[Saved data entries]
◆ ◆ ◆ ◆ ◆ ◆ ◆

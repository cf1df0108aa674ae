// API server implementation using actix-web

use crate::api::{middleware, routes};
use crate::context::AppContext;
use actix_web::{web, App, HttpServer};
use anyhow::{Context, Result};

pub struct ApiServer {
    pub host: String,
    pub port: u16,
    pub allowed_origins: String,
}

impl ApiServer {
    pub fn from_context(ctx: &AppContext) -> Self {
        Self {
            host: ctx.settings.api_host.clone(),
            port: ctx.settings.api_port,
            allowed_origins: ctx.settings.allowed_origins.clone(),
        }
    }

    /// Start the HTTP server
    pub async fn run(self, ctx: AppContext) -> Result<()> {
        let bind_addr = format!("{}:{}", self.host, self.port);

        tracing::info!(
            host = %self.host,
            port = %self.port,
            "Starting price API server"
        );

        let ctx_data = web::Data::new(ctx);
        let allowed_origins = self.allowed_origins.clone();

        HttpServer::new(move || {
            let (logger, compress) = middleware::setup_middleware();
            let cors = middleware::setup_cors(&allowed_origins);

            App::new()
                .app_data(ctx_data.clone())
                .wrap(logger)
                .wrap(compress)
                .wrap(cors)
                .configure(routes::configure_routes)
        })
        .bind(&bind_addr)
        .with_context(|| format!("Failed to bind to {}", bind_addr))?
        .run()
        .await
        .context("HTTP server error")?;

        Ok(())
    }
}
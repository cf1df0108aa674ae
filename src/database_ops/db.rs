use anyhow::{Context, Result};
use sqlx::{
    sqlite::{SqliteConnectOptions, SqliteJournalMode, SqlitePoolOptions},
    Connection, Sqlite, SqliteConnection, SqlitePool, Transaction,
};
use std::str::FromStr;
use std::time::Duration;
use tracing::{debug, info, instrument};

const SCHEMA: &str = include_str!("../../migrations/0001_init.sql");

#[derive(Clone)]
pub struct Db {
    pub pool: SqlitePool,
}

impl Db {
    // SECURITY: never include raw DSNs in tracing spans (they may contain credentials).
    #[instrument(skip(database_url))]
    pub async fn connect(database_url: &str, max_connections: u32) -> Result<Self> {
        let connect_options = SqliteConnectOptions::from_str(database_url)
            .with_context(|| "invalid sqlite connection string")?
            .create_if_missing(true)
            .journal_mode(SqliteJournalMode::Wal)
            // a reconciliation run holds its write transaction across the scrape
            .busy_timeout(Duration::from_secs(30))
            .foreign_keys(true);

        let filename = connect_options.get_filename();
        if filename.as_os_str() != ":memory:" {
            if let Some(parent) = filename.parent().filter(|p| !p.as_os_str().is_empty()) {
                std::fs::create_dir_all(parent).with_context(|| {
                    format!("failed to create database directory {}", parent.display())
                })?;
            }
        }

        let pool = SqlitePoolOptions::new()
            .max_connections(max_connections.max(1))
            .acquire_timeout(Duration::from_secs(10))
            .idle_timeout(Duration::from_secs(600))
            .connect_with(connect_options)
            .await?;
        info!("connected to db");

        Self::run_migrations(&pool).await?;
        Ok(Self { pool })
    }

    // Statements are idempotent (IF NOT EXISTS), so this runs on every connect.
    async fn run_migrations(pool: &SqlitePool) -> Result<()> {
        sqlx::raw_sql(SCHEMA)
            .execute(pool)
            .await
            .context("failed to apply schema")?;
        debug!("schema applied");
        Ok(())
    }

    /// Opens a scoped write transaction. Dropping the session without calling
    /// [`Session::commit`] rolls everything back.
    pub async fn begin(&self) -> Result<Session, sqlx::Error> {
        let tx = self.pool.begin().await?;
        Ok(Session { tx })
    }

    pub async fn ping(&self) -> bool {
        sqlx::query_scalar::<_, i64>("SELECT 1")
            .fetch_one(&self.pool)
            .await
            .is_ok()
    }
}

/// One unit of work against the store: commit on success, rollback on every
/// other exit path (explicit or by drop).
pub struct Session {
    tx: Transaction<'static, Sqlite>,
}

impl Session {
    pub fn conn(&mut self) -> &mut SqliteConnection {
        &mut self.tx
    }

    /// Nested scope inside this session. Dropping it uncommitted rolls back to
    /// the savepoint and leaves earlier writes of the session intact.
    pub async fn savepoint(&mut self) -> Result<Transaction<'_, Sqlite>, sqlx::Error> {
        let conn: &mut SqliteConnection = &mut self.tx;
        conn.begin().await
    }

    pub async fn commit(self) -> Result<(), sqlx::Error> {
        self.tx.commit().await
    }

    pub async fn rollback(self) -> Result<(), sqlx::Error> {
        self.tx.rollback().await
    }
}

#[cfg(test)]
mod tests {
    use super::*;

    #[tokio::test]
    async fn dropped_session_rolls_back() {
        let dir = tempfile::tempdir().unwrap();
        let url = format!("sqlite://{}", dir.path().join("t.db").display());
        let db = Db::connect(&url, 1).await.unwrap();

        {
            let mut session = db.begin().await.unwrap();
            sqlx::query("INSERT INTO categories (name) VALUES ('Footwear')")
                .execute(session.conn())
                .await
                .unwrap();
        }

        let count: i64 = sqlx::query_scalar("SELECT COUNT(*) FROM categories")
            .fetch_one(&db.pool)
            .await
            .unwrap();
        assert_eq!(count, 0);
    }

    #[tokio::test]
    async fn savepoint_rollback_keeps_outer_writes() {
        let dir = tempfile::tempdir().unwrap();
        let url = format!("sqlite://{}", dir.path().join("t.db").display());
        let db = Db::connect(&url, 1).await.unwrap();

        let mut session = db.begin().await.unwrap();
        sqlx::query("INSERT INTO categories (name) VALUES ('Footwear')")
            .execute(session.conn())
            .await
            .unwrap();
        {
            let mut sp = session.savepoint().await.unwrap();
            sqlx::query("INSERT INTO categories (name) VALUES ('Sportswear')")
                .execute(&mut *sp)
                .await
                .unwrap();
            sp.rollback().await.unwrap();
        }
        session.commit().await.unwrap();

        let names: Vec<String> = sqlx::query_scalar("SELECT name FROM categories")
            .fetch_all(&db.pool)
            .await
            .unwrap();
        assert_eq!(names, vec!["Footwear".to_string()]);
    }
}
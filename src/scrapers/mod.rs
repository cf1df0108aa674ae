//! Storefront scrapers: one browser session per country, layered extraction,
//! static fallback when nothing on the page yields a price.

use anyhow::Context;
use async_trait::async_trait;
use serde::Serialize;
use std::collections::BTreeMap;
use std::sync::Arc;
use std::time::Duration;
use tracing::{info, instrument, warn};

use crate::browser::{BrowserLauncher, LocaleProfile};
use crate::config::ScrapeTimeouts;
use crate::error::{PriceError, PriceResult};
use crate::extract::{
    ContentRegexStrategy, Extraction, ExtractionStage, NumberFormat, PriceExtractor,
    ScriptProbeStrategy, SelectorStrategy,
};

pub mod adidas;
pub mod nike;

pub use adidas::AdidasScraper;
pub use nike::NikeScraper;

#[derive(Debug, Clone, Copy, PartialEq, Eq, Hash, Serialize)]
pub enum Market {
    #[serde(rename = "AR")]
    Argentina,
    #[serde(rename = "US")]
    UnitedStates,
}

impl Market {
    pub fn code(&self) -> &'static str {
        match self {
            Market::Argentina => "AR",
            Market::UnitedStates => "US",
        }
    }

    pub fn currency(&self) -> &'static str {
        match self {
            Market::Argentina => "ARS",
            Market::UnitedStates => "USD",
        }
    }
}

/// Price for one country, tagged with where it came from.
#[derive(Debug, Clone, Copy, PartialEq, Serialize)]
pub struct CountryQuote {
    pub price: f64,
    pub is_fallback: bool,
    /// Extraction stage that produced a live price.
    pub stage: Option<ExtractionStage>,
}

impl CountryQuote {
    pub fn live(price: f64, stage: ExtractionStage) -> Self {
        Self {
            price,
            is_fallback: false,
            stage: Some(stage),
        }
    }

    pub fn fallback(price: f64) -> Self {
        Self {
            price,
            is_fallback: true,
            stage: None,
        }
    }
}

#[derive(Debug, Clone, PartialEq, Serialize)]
pub struct ScrapeResult {
    pub product_key: String,
    pub ar: CountryQuote,
    pub us: CountryQuote,
    pub ar_url: String,
    pub us_url: String,
}

/// Everything needed to price one product on one country storefront.
#[derive(Debug, Clone)]
pub struct StorePage {
    pub market: Market,
    pub url: String,
    /// Operator-maintained; returned as-is when extraction fails.
    pub fallback: f64,
    pub profile: LocaleProfile,
    pub selectors: Vec<&'static str>,
    pub format: NumberFormat,
    pub content_sweep: bool,
    pub probe: Option<&'static str>,
}

impl StorePage {
    pub fn extractor(&self, selector_wait: Duration) -> Result<PriceExtractor, regex::Error> {
        let mut extractor =
            PriceExtractor::new().then(SelectorStrategy::new(&self.selectors, self.format, selector_wait));
        if self.content_sweep {
            extractor = extractor.then(ContentRegexStrategy::standard()?);
        }
        if let Some(script) = self.probe {
            extractor = extractor.then(ScriptProbeStrategy::new(script)?);
        }
        Ok(extractor)
    }
}

#[derive(Debug, Clone)]
pub struct CatalogEntry {
    pub ar: StorePage,
    pub us: StorePage,
}

/// Static URL/fallback/selector table of one merchant, keyed by product key.
#[derive(Debug, Clone, Default)]
pub struct StoreCatalog {
    entries: BTreeMap<&'static str, CatalogEntry>,
}

impl StoreCatalog {
    pub fn with_entry(mut self, key: &'static str, entry: CatalogEntry) -> Self {
        self.entries.insert(key, entry);
        self
    }

    pub fn get(&self, key: &str) -> Option<&CatalogEntry> {
        self.entries.get(key)
    }

}

#[async_trait]
pub trait ProductScraper: Send + Sync {
    /// Short merchant name, e.g. `nike`.
    fn name(&self) -> &str;

    /// Prices `product_key` on both storefronts. Only an unknown key is an
    /// error; extraction trouble degrades to fallback quotes.
    async fn scrape(&self, product_key: &str) -> PriceResult<ScrapeResult>;
}

/// Catalog-driven scraper shared by every merchant.
pub struct StoreScraper {
    name: &'static str,
    catalog: StoreCatalog,
    launcher: Arc<dyn BrowserLauncher>,
    timeouts: ScrapeTimeouts,
}

impl StoreScraper {
    pub fn new(
        name: &'static str,
        catalog: StoreCatalog,
        launcher: Arc<dyn BrowserLauncher>,
        timeouts: ScrapeTimeouts,
    ) -> Self {
        Self {
            name,
            catalog,
            launcher,
            timeouts,
        }
    }

    #[instrument(skip(self, page), fields(scraper = self.name, country = page.market.code()))]
    async fn quote(&self, product_key: &str, page: &StorePage) -> CountryQuote {
        if page.url.trim().is_empty() {
            warn!(fallback = page.fallback, "no url configured, using fallback price");
            return CountryQuote::fallback(page.fallback);
        }
        info!(url = %page.url, "scraping");
        match self.extract_live(product_key, page).await {
            Ok(Extraction::Found { price, stage }) => {
                info!(price, currency = page.market.currency(), stage = %stage, "live price");
                CountryQuote::live(price, stage)
            }
            Ok(Extraction::NotFound) => {
                warn!(fallback = page.fallback, "no price on page, using fallback price");
                CountryQuote::fallback(page.fallback)
            }
            Err(e) => {
                warn!(error = %format!("{e:#}"), fallback = page.fallback, "scrape failed, using fallback price");
                CountryQuote::fallback(page.fallback)
            }
        }
    }

    async fn extract_live(&self, product_key: &str, page: &StorePage) -> anyhow::Result<Extraction> {
        let extractor = page
            .extractor(self.timeouts.selector)
            .context("invalid extraction pattern")?;
        let session = self
            .launcher
            .open(&page.profile)
            .await
            .context("failed to open browser session")?;
        session.navigate(&page.url, self.timeouts.navigation).await?;
        tokio::time::sleep(self.timeouts.settle).await;

        let label = format!("{}_{}_{}", self.name, product_key, page.market.code().to_lowercase());
        if let Err(e) = session.screenshot(&label).await {
            warn!(error = %e, "screenshot failed");
        }

        Ok(extractor.extract(session.as_ref()).await)
    }
}

#[async_trait]
impl ProductScraper for StoreScraper {
    fn name(&self) -> &str {
        self.name
    }

    async fn scrape(&self, product_key: &str) -> PriceResult<ScrapeResult> {
        let entry = self
            .catalog
            .get(product_key)
            .ok_or_else(|| PriceError::InvalidProductKey(product_key.to_string()))?;

        let (ar, us) = tokio::join!(
            self.quote(product_key, &entry.ar),
            self.quote(product_key, &entry.us)
        );

        Ok(ScrapeResult {
            product_key: product_key.to_string(),
            ar,
            us,
            ar_url: entry.ar.url.clone(),
            us_url: entry.us.url.clone(),
        })
    }
}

◆ ◆ ◆ ◆ ◆ ◆ ◆

• [Exercise]:
Check each line above for the word "SqliteConnectOptions". Then state how many lines contain it, and nothing more.

• [Answer space]:
2